//! Session state and the caller-facing projection of it.

use std::fmt;

use serde::Serialize;
use weigh_traits::DiscoveredDevice;

use crate::error::SessionError;

#[derive(Debug, Clone, Copy, PartialEq, Eq, Serialize)]
#[serde(rename_all = "snake_case")]
pub enum SessionState {
    Idle,
    Scanning,
    Connecting,
    Connected,
    Measuring,
    Stable,
    Confirmed,
}

impl SessionState {
    pub fn as_str(self) -> &'static str {
        match self {
            Self::Idle => "idle",
            Self::Scanning => "scanning",
            Self::Connecting => "connecting",
            Self::Connected => "connected",
            Self::Measuring => "measuring",
            Self::Stable => "stable",
            Self::Confirmed => "confirmed",
        }
    }
}

impl fmt::Display for SessionState {
    fn fmt(&self, f: &mut fmt::Formatter<'_>) -> fmt::Result {
        f.write_str(self.as_str())
    }
}

/// Something the caller should present, produced while the session consumes
/// transport events or completes an operation.
#[derive(Debug, Clone, PartialEq)]
pub enum SessionUpdate {
    /// Scan matched; connecting.
    DeviceFound(DiscoveredDevice),
    /// Connected, services discovered and user info written.
    Ready { identifier: String },
    /// A decoded weight. `stable` mirrors the session's latched verdict.
    Reading { weight: f64, stable: bool },
    /// The weight settled; emitted once per measurement.
    Settled { weight: f64 },
    Confirmed { weight: f64 },
    /// A notification could not be decoded and was dropped.
    ReadingRejected(SessionError),
    /// The attempt ended; the session is back to `Idle`.
    Aborted(SessionError),
}

/// Observable session state.
#[derive(Debug, Clone, PartialEq, Serialize)]
pub struct SessionSnapshot {
    pub state: SessionState,
    pub scanning: bool,
    pub connected_device_id: Option<String>,
    pub selected_slot: Option<u8>,
    pub current_weight: Option<f64>,
    pub is_weight_stable: bool,
    pub confirmed_weight: Option<f64>,
    pub last_error: Option<String>,
}
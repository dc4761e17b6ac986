//! Conversions from `weigh_config` structs to core runtime structs.

use std::time::Duration;

use crate::config::SessionCfg;
use crate::protocol::GattProfile;
use crate::registry::TargetRegistry;
use crate::stability::StabilityCfg;

// ── Stability ──
impl From<&weigh_config::Stability> for StabilityCfg {
    fn from(s: &weigh_config::Stability) -> Self {
        Self {
            window: s.window,
            readings: s.readings,
            threshold: s.threshold_g,
        }
    }
}

// ── GATT ──
impl From<&weigh_config::Gatt> for GattProfile {
    fn from(g: &weigh_config::Gatt) -> Self {
        let d = Self::default();
        Self {
            service: g.service.unwrap_or(d.service),
            user_info: g.user_info.unwrap_or(d.user_info),
            command: g.command.unwrap_or(d.command),
            weight_data: g.weight_data.unwrap_or(d.weight_data),
        }
    }
}

// ── Targets ──
impl From<&weigh_config::Targets> for TargetRegistry {
    fn from(t: &weigh_config::Targets) -> Self {
        Self::new([t.slot1.clone(), t.slot2.clone(), t.slot3.clone()])
    }
}

// ── Session ──
impl From<&weigh_config::Config> for SessionCfg {
    fn from(c: &weigh_config::Config) -> Self {
        Self {
            gatt: GattProfile::from(&c.gatt),
            scan_timeout: Duration::from_millis(c.scan.timeout_ms),
            write_timeout: Duration::from_millis(c.link.write_timeout_ms),
            stability: StabilityCfg::from(&c.stability),
        }
    }
}
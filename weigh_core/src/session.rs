//! The scale-session orchestrator.
//!
//! `ScaleSession` owns the transport, the event receiver and one attempt at a
//! time. All transport completions are consumed here, on the caller's thread,
//! through [`ScaleSession::poll`] or [`ScaleSession::next_update`]; nothing in
//! the session is shared across threads.
//!
//! ```text
//! Idle --begin--> Scanning --found--> Connecting --ready--> Connected
//!   --start_measurement--> Measuring --settled--> Stable --confirm--> Confirmed
//! ```
//! Any failure, `cancel()` or `close()` returns to `Idle`.
use std::collections::VecDeque;
use std::time::{Duration, Instant};

use crossbeam_channel as xch;
use tracing::{debug, error, info, trace, warn};
use uuid::Uuid;
use weigh_traits::{Clock, DiscoveredDevice, Link, LinkEvent, MonotonicClock, Ticket};

use crate::config::SessionCfg;
use crate::connection::{ConnectionState, SessionConnection};
use crate::error::{SessionError, SessionResult};
use crate::protocol::{self, Command, Material};
use crate::registry::TargetRegistry;
use crate::scanner::{DeviceScanner, ScanOutcome};
use crate::stability::StabilityDetector;
use crate::status::{SessionSnapshot, SessionState, SessionUpdate};

/// Who is weighing what, fixed for the lifetime of one attempt.
#[derive(Debug, Clone, PartialEq, Eq)]
pub struct SessionContext {
    pub slot: u8,
    pub user_id: String,
    pub material: Material,
}

impl SessionContext {
    /// Surrounding whitespace of `user_id` is trimmed before validation.
    pub fn new(slot: u8, user_id: &str, material: Material) -> SessionResult<Self> {
        let user_id = user_id.trim();
        protocol::validate_user_id(user_id)?;
        Ok(Self {
            slot,
            user_id: user_id.to_owned(),
            material,
        })
    }
}

/// Everything that lives exactly as long as one `begin` .. `Idle` cycle.
struct Attempt {
    context: SessionContext,
    scanner: DeviceScanner,
    connection: SessionConnection,
    detector: StabilityDetector,
    current_weight: Option<f64>,
}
***
_TASK PROMPT_
Give the data back in full, matching it character for character.

_COMPLETED TASK_
//! Session state and the caller-facing projection of it.

use std::fmt;

use serde::Serialize;
use weigh_traits::DiscoveredDevice;

use crate::error::SessionError;

#[derive(Debug, Clone, Copy, PartialEq, Eq, Serialize)]
#[serde(rename_all = "snake_case")]
pub enum SessionState {
    Idle,
    Scanning,
    Connecting,
    Connected,
    Measuring,
    Stable,
    Confirmed,
}

impl SessionState {
    pub fn as_str(self) -> &'static str {
        match self {
            Self::Idle => "idle",
            Self::Scanning => "scanning",
            Self::Connecting => "connecting",
            Self::Connected => "connected",
            Self::Measuring => "measuring",
            Self::Stable => "stable",
            Self::Confirmed => "confirmed",
        }
    }
}

impl fmt::Display for SessionState {
    fn fmt(&self, f: &mut fmt::Formatter<'_>) -> fmt::Result {
        f.write_str(self.as_str())
    }
}

/// Something the caller should present, produced while the session consumes
/// transport events or completes an operation.
#[derive(Debug, Clone, PartialEq)]
pub enum SessionUpdate {
    /// Scan matched; connecting.
    DeviceFound(DiscoveredDevice),
    /// Connected, services discovered and user info written.
    Ready { identifier: String },
    /// A decoded weight. `stable` mirrors the session's latched verdict.
    Reading { weight: f64, stable: bool },
    /// The weight settled; emitted once per measurement.
    Settled { weight: f64 },
    Confirmed { weight: f64 },
    /// A notification could not be decoded and was dropped.
    ReadingRejected(SessionError),
    /// The attempt ended; the session is back to `Idle`.
    Aborted(SessionError),
}

/// Observable session state.
#[derive(Debug, Clone, PartialEq, Serialize)]
pub struct SessionSnapshot {
    pub state: SessionState,
    pub scanning: bool,
    pub connected_device_id: Option<String>,
    pub selected_slot: Option<u8>,
    pub current_weight: Option<f64>,
    pub is_weight_stable: bool,
    pub confirmed_weight: Option<f64>,
    pub last_error: Option<String>,
}
repository dc4761e17b6ac986
//! Conversions from `weigh_config` structs to core runtime structs.

use std::time::Duration;

use crate::config::SessionCfg;
use crate::protocol::GattProfile;
use crate::registry::TargetRegistry;
use crate::stability::StabilityCfg;

// ── Stability ──
impl From<&weigh_config::Stability> for StabilityCfg {
    fn from(s: &weigh_config::Stability) -> Self {
        Self {
            window: s.window,
            readings: s.readings,
            threshold: s.threshold_g,
        }
    }
}

// ── GATT ──
impl From<&weigh_config::Gatt> for GattProfile {
    fn from(g: &weigh_config::Gatt) -> Self {
        let d = Self::default();
        Self {
            service: g.service.unwrap_or(d.service),
            user_info: g.user_info.unwrap_or(d.user_info),
            command: g.command.unwrap_or(d.command),
            weight_data: g.weight_data.unwrap_or(d.weight_data),
        }
    }
}

// ── Targets ──
impl From<&weigh_config::Targets> for TargetRegistry {
    fn from(t: &weigh_config::Targets) -> Self {
        Self::new([t.slot1.clone(), t.slot2.clone(), t.slot3.clone()])
    }
}

// ── Session ──
impl From<&weigh_config::Config> for SessionCfg {
    fn from(c: &weigh_config::Config) -> Self {
        Self {
            gatt: GattProfile::from(&c.gatt),
            scan_timeout: Duration::from_millis(c.scan.timeout_ms),
            write_timeout: Duration::from_millis(c.link.write_timeout_ms),
            stability: StabilityCfg::from(&c.stability),
        }
    }
}
filename weigh_core/src/session.rs
//! The scale-session orchestrator.
//!
//! `ScaleSession` owns the transport, the event receiver and one attempt at a
//! time. All transport completions are consumed here, on the caller's thread,
//! through [`ScaleSession::poll`] or [`ScaleSession::next_update`]; nothing in
//! the session is shared across threads.
//!
//! ```text
//! Idle --begin--> Scanning --found--> Connecting --ready--> Connected
//!   --start_measurement--> Measuring --settled--> Stable --confirm--> Confirmed
//! ```
//! Any failure, `cancel()` or `close()` returns to `Idle`.
use std::collections::VecDeque;
use std::time::{Duration, Instant};

use crossbeam_channel as xch;
use tracing::{debug, error, info, trace, warn};
use uuid::Uuid;
use weigh_traits::{Clock, DiscoveredDevice, Link, LinkEvent, MonotonicClock, Ticket};

use crate::config::SessionCfg;
use crate::connection::{ConnectionState, SessionConnection};
use crate::error::{SessionError, SessionResult};
use crate::protocol::{self, Command, Material};
use crate::registry::TargetRegistry;
use crate::scanner::{DeviceScanner, ScanOutcome};
use crate::stability::StabilityDetector;
use crate::status::{SessionSnapshot, SessionState, SessionUpdate};

/// Who is weighing what, fixed for the lifetime of one attempt.
#[derive(Debug, Clone, PartialEq, Eq)]
pub struct SessionContext {
    pub slot: u8,
    pub user_id: String,
    pub material: Material,
}

impl SessionContext {
    /// Surrounding whitespace of `user_id` is trimmed before validation.
    pub fn new(slot: u8, user_id: &str, material: Material) -> SessionResult<Self> {
        let user_id = user_id.trim();
        protocol::validate_user_id(user_id)?;
        Ok(Self {
            slot,
            user_id: user_id.to_owned(),
            material,
        })
    }
}

/// Everything that lives exactly as long as one `begin` .. `Idle` cycle.
struct Attempt {
    context: SessionContext,
    scanner: DeviceScanner,
    connection: SessionConnection,
    detector: StabilityDetector,
    current_weight: Option<f64>,
}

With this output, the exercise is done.